Which means that, if you want something, it’s going to cost you. Sooner or later, no matter how long you might try to dodge it, there’s a bill to be paid.
Just now, I’m following the news about the oil spill in the Gulf of Mexico.
Minor aside: Somehow, the word “spill” doesn’t seem to adequately cover this situation. It’s somewhat similar to saying that the Titanic had a “leak.”
One obvious reason for my interest is that, as most of you know, I’m from that part of the country.
Born and raised in New Orleans. Spent a lot of time while growing up learning to mark the seasons by which type of seafood or waterfowl was showing up either on the dinner table or at restaurants. Shrimp, oysters, blue crabs, red snapper, trout, ducks, geese and what have you.
I spent two of the best years of my life at LSU studying for a degree in marine biology and working in the same wetlands that are now threatened.
There, I had a front-row, hands-on, and, at times, chest-deep-in-the-water look at just how productive and fragile those wetlands are.
And it’s scary to think about what could happen to them as a result of this situation.
There’s no doubt that oil has made our lives what they are in terms of productivity, comfort, mobility, and prosperity.

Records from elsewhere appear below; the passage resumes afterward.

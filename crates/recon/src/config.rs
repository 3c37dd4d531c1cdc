use std::ops::RangeInclusive;

use serde::Deserialize;

use crate::error::ConfigError;
use crate::store::TableId;

// ---------------------------------------------------------------------------
// Top-level config
// ---------------------------------------------------------------------------

#[derive(Debug, Clone, Deserialize)]
#[serde(deny_unknown_fields)]
pub struct PostingConfig {
    #[serde(default = "default_name")]
    pub name: String,
    pub tables: TablePaths,
    #[serde(default)]
    pub intake: IntakeLayout,
    #[serde(default)]
    pub activities: ActivityLayout,
    #[serde(default)]
    pub roster: RosterLayout,
}

fn default_name() -> String {
    "attendance".into()
}

/// Table locations. Relative paths are resolved against the config file's
/// directory by the caller.
#[derive(Debug, Clone, Deserialize)]
#[serde(deny_unknown_fields)]
pub struct TablePaths {
    pub intake: String,
    pub activities: String,
    pub roster: String,
    pub ledger: String,
}

impl TablePaths {
    pub fn path_for(&self, table: TableId) -> &str {
        match table {
            TableId::Intake => &self.intake,
            TableId::Activities => &self.activities,
            TableId::Roster => &self.roster,
            TableId::Ledger => &self.ledger,
        }
    }
}

// ---------------------------------------------------------------------------
// Column layouts (0-based column indexes)
// ---------------------------------------------------------------------------

/// Intake table: Timestamp, Email, ActivityKey, Patrol, Name1..Name5,
/// MissedNames, Status, OverrideNights, OverrideMiles, OverrideService.
#[derive(Debug, Clone, PartialEq, Eq, Deserialize)]
#[serde(default, deny_unknown_fields)]
pub struct IntakeLayout {
    pub activity_key: usize,
    pub names: ColumnRange,
    pub missed: usize,
    pub status: usize,
    pub override_nights: usize,
    pub override_miles: usize,
    pub override_service: usize,
}

impl Default for IntakeLayout {
    fn default() -> Self {
        Self {
            activity_key: 2,
            names: ColumnRange { start: 4, end: 8 },
            missed: 9,
            status: 10,
            override_nights: 11,
            override_miles: 12,
            override_service: 13,
        }
    }
}

impl IntakeLayout {
    pub fn name_columns(&self) -> RangeInclusive<usize> {
        self.names.start..=self.names.end
    }
}

/// Inclusive, contiguous run of columns.
#[derive(Debug, Clone, Copy, PartialEq, Eq, Deserialize)]
#[serde(deny_unknown_fields)]
pub struct ColumnRange {
    pub start: usize,
    pub end: usize,
}

/// Activity table: EventId, Date, Activity, Type, Status, Nights,
/// ServiceHours, Miles.
#[derive(Debug, Clone, PartialEq, Eq, Deserialize)]
#[serde(default, deny_unknown_fields)]
pub struct ActivityLayout {
    /// Column matched against submission activity keys.
    pub key: usize,
    /// Column copied into the ledger as the event id.
    pub id: usize,
    pub date: usize,
    pub nights: usize,
    pub service: usize,
    pub miles: usize,
}

impl Default for ActivityLayout {
    fn default() -> Self {
        Self { key: 0, id: 0, date: 1, nights: 5, service: 6, miles: 7 }
    }
}

/// Roster table: FullName, MemberId, PatrolId, ...
#[derive(Debug, Clone, PartialEq, Eq, Deserialize)]
#[serde(default, deny_unknown_fields)]
pub struct RosterLayout {
    /// Column matched against submitted names.
    pub key: usize,
    /// Column copied into the ledger as the member name.
    pub name: usize,
    pub id: usize,
}

impl Default for RosterLayout {
    fn default() -> Self {
        Self { key: 0, name: 0, id: 1 }
    }
}

/// Cell text at `col`, empty when the row is shorter.
pub(crate) fn cell(row: &[String], col: usize) -> &str {
    row.get(col).map(String::as_str).unwrap_or("")
}

// ---------------------------------------------------------------------------
// Parse + Validate
// ---------------------------------------------------------------------------

const STARTER_TOML: &str = r#"# rollcall posting config
name = "attendance"

# Paths are relative to this file.
[tables]
intake = "form-responses.csv"
activities = "db-activities.csv"
roster = "db-roster.csv"
ledger = "db-attendance.csv"

# Column positions are 0-based (A = 0). The values below are the defaults;
# delete a section to keep them.
[intake]
activity_key = 2
names = { start = 4, end = 8 }
missed = 9
status = 10
override_nights = 11
override_miles = 12
override_service = 13

[activities]
key = 0
id = 0
date = 1
nights = 5
service = 6
miles = 7

[roster]
key = 0
name = 0
id = 1
"#;

impl PostingConfig {
    pub fn from_toml(input: &str) -> Result<Self, ConfigError> {
        let config: PostingConfig = toml::from_str(input).map_err(|e| ConfigError::Parse(e.to_string()))?;
        config.validate()?;
        Ok(config)
    }

    /// Commented starter config with the default layout.
    pub fn default_toml() -> &'static str {
        STARTER_TOML
    }

    pub fn validate(&self) -> Result<(), ConfigError> {
        for table in TableId::ALL {
            if self.tables.path_for(table).trim().is_empty() {
                return Err(ConfigError::Validation(format!("tables.{table}: path is empty")));
            }
        }

        let intake = &self.intake;
        if intake.names.start > intake.names.end {
            return Err(ConfigError::Validation(format!(
                "intake.names: start ({}) is after end ({})",
                intake.names.start, intake.names.end
            )));
        }

        // The status column is written back, so it must not share a column
        // with anything read from the submission.
        if intake.name_columns().contains(&intake.status) {
            return Err(ConfigError::Validation(format!(
                "intake.status ({}) falls inside the name columns {}..={}",
                intake.status, intake.names.start, intake.names.end
            )));
        }
        let inputs = [
            ("activity_key", intake.activity_key),
            ("missed", intake.missed),
            ("override_nights", intake.override_nights),
            ("override_miles", intake.override_miles),
            ("override_service", intake.override_service),
        ];
        if let Some((field, _)) = inputs.iter().find(|(_, col)| *col == intake.status) {
            return Err(ConfigError::Validation(format!(
                "intake.status ({}) is the same column as intake.{field}",
                intake.status
            )));
        }

        Ok(())
    }
}

// ---------------------------------------------------------------------------
// Tests
// ---------------------------------------------------------------------------

#[cfg(test)]
mod tests {
    use super::*;

    const MINIMAL: &str = r#"
name = "Troop 42"

[tables]
intake = "form.csv"
activities = "activities.csv"
roster = "roster.csv"
ledger = "attendance.csv"
"#;

    #[test]
    fn parse_minimal_uses_default_layout() {
        let config = PostingConfig::from_toml(MINIMAL).unwrap();
        assert_eq!(config.name, "Troop 42");
        assert_eq!(config.tables.path_for(TableId::Ledger), "attendance.csv");
        assert_eq!(config.intake, IntakeLayout::default());
        assert_eq!(config.intake.name_columns(), 4..=8);
        assert_eq!(config.activities.miles, 7);
        assert_eq!(config.roster.id, 1);
    }

    #[test]
    fn name_defaults_when_missing() {
        let input = MINIMAL.replace("name = \"Troop 42\"", "");
        let config = PostingConfig::from_toml(&input).unwrap();
        assert_eq!(config.name, "attendance");
    }

    #[test]
    fn partial_layout_section_keeps_other_defaults() {
        let input = format!("{MINIMAL}\n[intake]\nstatus = 14\n");
        let config = PostingConfig::from_toml(&input).unwrap();
        assert_eq!(config.intake.status, 14);
        assert_eq!(config.intake.activity_key, 2);
        assert_eq!(config.intake.names, ColumnRange { start: 4, end: 8 });
    }

    #[test]
    fn starter_config_is_valid() {
        let config = PostingConfig::from_toml(PostingConfig::default_toml()).unwrap();
        assert_eq!(config.intake, IntakeLayout::default());
        assert_eq!(config.activities, ActivityLayout::default());
        assert_eq!(config.roster, RosterLayout::default());
    }

    #[test]
    fn reject_status_inside_name_columns() {
        let input = format!("{MINIMAL}\n[intake]\nstatus = 6\n");
        let err = PostingConfig::from_toml(&input).unwrap_err();
        assert!(err.to_string().contains("inside the name columns"), "{err}");
    }

    #[test]
    fn reject_status_on_override_column() {
        let input = format!("{MINIMAL}\n[intake]\nstatus = 12\n");
        let err = PostingConfig::from_toml(&input).unwrap_err();
        assert!(err.to_string().contains("intake.override_miles"), "{err}");
    }

    #[test]
    fn reject_inverted_name_range() {
        let input = format!("{MINIMAL}\n[intake]\nnames = {{ start = 8, end = 4 }}\n");
        let err = PostingConfig::from_toml(&input).unwrap_err();
        assert!(err.to_string().contains("start (8) is after end (4)"), "{err}");
    }

    #[test]
    fn reject_empty_table_path() {
        let input = MINIMAL.replace("\"roster.csv\"", "\"  \"");
        let err = PostingConfig::from_toml(&input).unwrap_err();
        assert!(err.to_string().contains("tables.roster"), "{err}");
    }

    #[test]
    fn reject_unknown_field() {
        let input = format!("{MINIMAL}\n[roster]\npatrol = 2\n");
        let err = PostingConfig::from_toml(&input).unwrap_err();
        assert!(matches!(err, ConfigError::Parse(_)));
    }

    #[test]
    fn reject_missing_tables() {
        let err = PostingConfig::from_toml("name = \"x\"\n").unwrap_err();
        assert!(matches!(err, ConfigError::Parse(_)));
    }

    #[test]
    fn cell_reads_past_end_as_empty() {
        let row = vec!["a".to_string()];
        assert_eq!(cell(&row, 0), "a");
        assert_eq!(cell(&row, 5), "");
    }
}
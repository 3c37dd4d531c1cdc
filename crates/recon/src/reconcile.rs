//! Resolve one submission against the reference maps.

use crate::model::{ActivityRecord, AttendanceRecord, Diagnostic, OverrideField, Quantity};
use crate::reference::{normalize_key, ActivityMap, MemberMap};
use crate::submission::{ParsedSubmission, SubmissionRow};

#[derive(Debug, Clone, PartialEq)]
pub enum Reconciliation {
    /// The activity resolved; the row counts as processed even when no
    /// name matched. `warnings` holds the unmatched names.
    Resolved {
        records: Vec<AttendanceRecord>,
        warnings: Vec<Diagnostic>,
    },
    /// The row cannot be posted as submitted and stays pending.
    Rejected(Diagnostic),
}

/// Per-submission numbers after applying overrides.
#[derive(Debug, Clone, Copy, PartialEq)]
struct Amounts {
    nights: Quantity,
    miles: Quantity,
    service: Quantity,
}

pub fn reconcile(
    row: &SubmissionRow,
    parsed: &ParsedSubmission,
    activities: &ActivityMap,
    members: &MemberMap,
) -> Reconciliation {
    let key = normalize_key(&parsed.activity_key);
    let Some(activity) = activities.get(&key) else {
        return Reconciliation::Rejected(Diagnostic::UnresolvedActivity { row: row.row_number, key });
    };

    let amounts = match resolve_amounts(row, activity) {
        Ok(amounts) => amounts,
        Err(diagnostic) => return Reconciliation::Rejected(diagnostic),
    };

    let mut records = Vec::with_capacity(parsed.names.len());
    let mut warnings = Vec::new();

    for name in &parsed.names {
        match members.get(name) {
            Some(member) => records.push(AttendanceRecord {
                event_id: activity.id.clone(),
                event_date: activity.date.clone(),
                member_name: member.display_name.clone(),
                member_id: member.id.clone(),
                nights: amounts.nights,
                miles: amounts.miles,
                service: amounts.service,
            }),
            None => warnings.push(Diagnostic::UnresolvedMember { row: row.row_number, name: name.clone() }),
        }
    }

    Reconciliation::Resolved { records, warnings }
}

fn resolve_amounts(row: &SubmissionRow, activity: &ActivityRecord) -> Result<Amounts, Diagnostic> {
    let o = &row.overrides;
    Ok(Amounts {
        nights: pick(row.row_number, OverrideField::Nights, &o.nights, activity.nights)?,
        miles: pick(row.row_number, OverrideField::Miles, &o.miles, activity.miles)?,
        service: pick(row.row_number, OverrideField::Service, &o.service, activity.service)?,
    })
}

/// Any non-empty override wins over the default, "0" included.
fn pick(row: usize, field: OverrideField, raw: &str, default: Quantity) -> Result<Quantity, Diagnostic> {
    if raw.is_empty() {
        return Ok(default);
    }
    raw.parse().map_err(|_| Diagnostic::InvalidOverride { row, field, value: raw.to_string() })
}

Much of what we take for granted comes from oil and it would be somewhere beyond tough to just give it all up.
Still, It seems that we’ve made a bit of a Faustian deal as regards oil. Basically, our entire economy revolves around something that can cause us major headaches and you’d think that, by now, we’d have recognized that downside to our dependence on it and looked more closely at our deal.
Had we ever seriously done that, by now we might be a lot farther down the path of weaning ourselves from it.
Instead what we’ve had are administrations, politicians,and other assorted leaders who’ve endlessly mouthed words about becoming “energy self-sufficient.” Who’ve rattled on about developing “alternative energy sources.” Who’ve funded studies, appointed committees, produced reports, filed documents, installed “blue ribbon” panels and given speeches on what we should be doing.
And, at the end of all of that gas-baggery (my column, I can make up words), here we are facing the latest little calamity that’s been dropped into of our collective laps.
You’d think that, by now, we’d have also come to an understanding that it’s an absolute certainty - as regards technology of any kind - that anything built by the hands of man will eventually wear out, break down, or fail.
What’s worse is that such will generally happen in accordance with Murphy’s Law which basically notes that whenever something bad happens, it will happen in the worst possible place and at the worst possible time. This, no matter how many safeguards are in place or how many experts tell us that “nothing terrible can happen.”
Now there’s this “spill” in the Gulf of Mexico that looks as if it’s going to get a lot worse before it gets better and, if it gets as bad as some think it will, that “getting better” part could take more time than we care to imagine.
Perhaps, this is the crisis that will finally generate concrete action. Perhaps this is the calamity that will get us serious about reducing our dependency on oil.
I’d like to believe that but, somehow, I doubt it. Our ability to ignore things until we’re headed over the cliff seems to reside at the genetic level.
So, that’s why I think the acronym I mentioned earlier is appropriate. Because, if we decide to just continue the way we’re going, we’d better get used to the fact that there’s a price to be paid.
Right now, we’re being presented with a bill for our dependence on oil and you can bet that it won’t be the last.
Rather, it seems that “lunch” - as it relates to that dependency - is going to be a continuously painful and increasingly pricey proposition.